### WHAT YOU HAVE TO DO
Search the entries for the word "scanned" and copy each line that has it.

### AVAILABLE RECORDS
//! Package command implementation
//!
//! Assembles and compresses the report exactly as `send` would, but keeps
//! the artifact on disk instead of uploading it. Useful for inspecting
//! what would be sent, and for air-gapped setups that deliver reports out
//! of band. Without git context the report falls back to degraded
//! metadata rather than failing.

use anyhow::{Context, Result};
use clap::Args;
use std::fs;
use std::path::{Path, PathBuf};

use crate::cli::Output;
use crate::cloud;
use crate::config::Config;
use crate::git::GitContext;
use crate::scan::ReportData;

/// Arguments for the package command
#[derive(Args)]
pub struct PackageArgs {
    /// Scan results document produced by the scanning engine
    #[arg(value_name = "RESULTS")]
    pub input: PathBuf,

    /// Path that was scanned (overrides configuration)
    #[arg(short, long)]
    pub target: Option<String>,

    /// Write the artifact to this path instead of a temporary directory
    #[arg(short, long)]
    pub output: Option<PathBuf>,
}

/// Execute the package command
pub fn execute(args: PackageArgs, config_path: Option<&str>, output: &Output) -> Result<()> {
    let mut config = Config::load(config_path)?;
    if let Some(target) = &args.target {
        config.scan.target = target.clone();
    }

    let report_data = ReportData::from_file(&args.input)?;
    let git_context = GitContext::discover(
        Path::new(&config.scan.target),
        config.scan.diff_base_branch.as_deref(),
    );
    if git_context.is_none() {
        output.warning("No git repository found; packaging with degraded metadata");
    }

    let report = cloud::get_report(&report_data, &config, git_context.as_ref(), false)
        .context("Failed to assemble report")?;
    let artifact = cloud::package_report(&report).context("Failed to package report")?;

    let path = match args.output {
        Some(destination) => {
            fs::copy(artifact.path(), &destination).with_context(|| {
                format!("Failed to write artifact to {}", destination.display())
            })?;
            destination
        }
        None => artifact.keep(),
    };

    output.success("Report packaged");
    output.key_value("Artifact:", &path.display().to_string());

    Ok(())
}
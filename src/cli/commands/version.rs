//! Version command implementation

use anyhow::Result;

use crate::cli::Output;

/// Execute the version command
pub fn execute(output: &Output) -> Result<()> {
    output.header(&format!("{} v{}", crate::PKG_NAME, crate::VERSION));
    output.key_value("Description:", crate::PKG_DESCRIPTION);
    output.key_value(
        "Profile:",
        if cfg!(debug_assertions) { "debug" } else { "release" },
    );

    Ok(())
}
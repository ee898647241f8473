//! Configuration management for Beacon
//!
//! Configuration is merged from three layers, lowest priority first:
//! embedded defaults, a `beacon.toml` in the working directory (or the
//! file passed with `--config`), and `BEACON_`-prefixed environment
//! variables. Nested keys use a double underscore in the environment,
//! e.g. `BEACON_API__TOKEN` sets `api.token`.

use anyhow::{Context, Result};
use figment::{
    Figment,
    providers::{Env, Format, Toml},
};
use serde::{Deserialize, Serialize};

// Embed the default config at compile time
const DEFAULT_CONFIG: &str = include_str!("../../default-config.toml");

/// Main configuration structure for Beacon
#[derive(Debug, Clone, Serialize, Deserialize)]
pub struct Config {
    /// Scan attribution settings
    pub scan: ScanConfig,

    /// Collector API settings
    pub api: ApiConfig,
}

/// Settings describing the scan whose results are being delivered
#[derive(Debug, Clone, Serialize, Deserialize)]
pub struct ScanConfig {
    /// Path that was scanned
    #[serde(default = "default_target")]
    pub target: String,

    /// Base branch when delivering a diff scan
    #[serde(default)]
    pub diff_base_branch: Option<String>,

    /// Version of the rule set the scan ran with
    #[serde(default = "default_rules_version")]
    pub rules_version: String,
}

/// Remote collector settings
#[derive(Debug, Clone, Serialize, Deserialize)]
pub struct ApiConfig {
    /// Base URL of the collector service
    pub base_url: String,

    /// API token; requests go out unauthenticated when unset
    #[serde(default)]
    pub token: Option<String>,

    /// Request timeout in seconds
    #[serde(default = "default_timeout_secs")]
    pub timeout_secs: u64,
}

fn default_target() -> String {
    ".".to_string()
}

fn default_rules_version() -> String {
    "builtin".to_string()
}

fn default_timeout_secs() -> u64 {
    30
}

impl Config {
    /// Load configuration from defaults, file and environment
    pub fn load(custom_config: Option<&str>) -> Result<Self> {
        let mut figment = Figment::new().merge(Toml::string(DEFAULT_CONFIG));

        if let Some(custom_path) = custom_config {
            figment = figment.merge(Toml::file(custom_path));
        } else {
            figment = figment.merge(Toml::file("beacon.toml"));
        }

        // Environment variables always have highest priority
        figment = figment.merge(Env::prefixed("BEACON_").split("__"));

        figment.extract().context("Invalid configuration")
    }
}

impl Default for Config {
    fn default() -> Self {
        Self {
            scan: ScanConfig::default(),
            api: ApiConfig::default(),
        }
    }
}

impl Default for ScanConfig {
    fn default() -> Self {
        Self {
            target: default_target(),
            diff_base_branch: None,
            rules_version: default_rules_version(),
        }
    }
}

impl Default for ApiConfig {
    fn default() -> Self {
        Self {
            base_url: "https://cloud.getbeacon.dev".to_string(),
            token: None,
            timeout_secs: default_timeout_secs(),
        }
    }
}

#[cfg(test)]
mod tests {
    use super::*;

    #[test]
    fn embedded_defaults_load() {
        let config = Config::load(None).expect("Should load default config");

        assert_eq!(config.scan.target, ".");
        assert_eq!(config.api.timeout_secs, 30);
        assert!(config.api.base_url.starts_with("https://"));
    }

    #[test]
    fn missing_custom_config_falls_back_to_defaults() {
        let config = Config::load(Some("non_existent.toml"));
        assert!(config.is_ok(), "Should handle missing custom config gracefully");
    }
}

### WRITTEN SOLUTION
    /// Path that was scanned (overrides configuration)
    /// Path that was scanned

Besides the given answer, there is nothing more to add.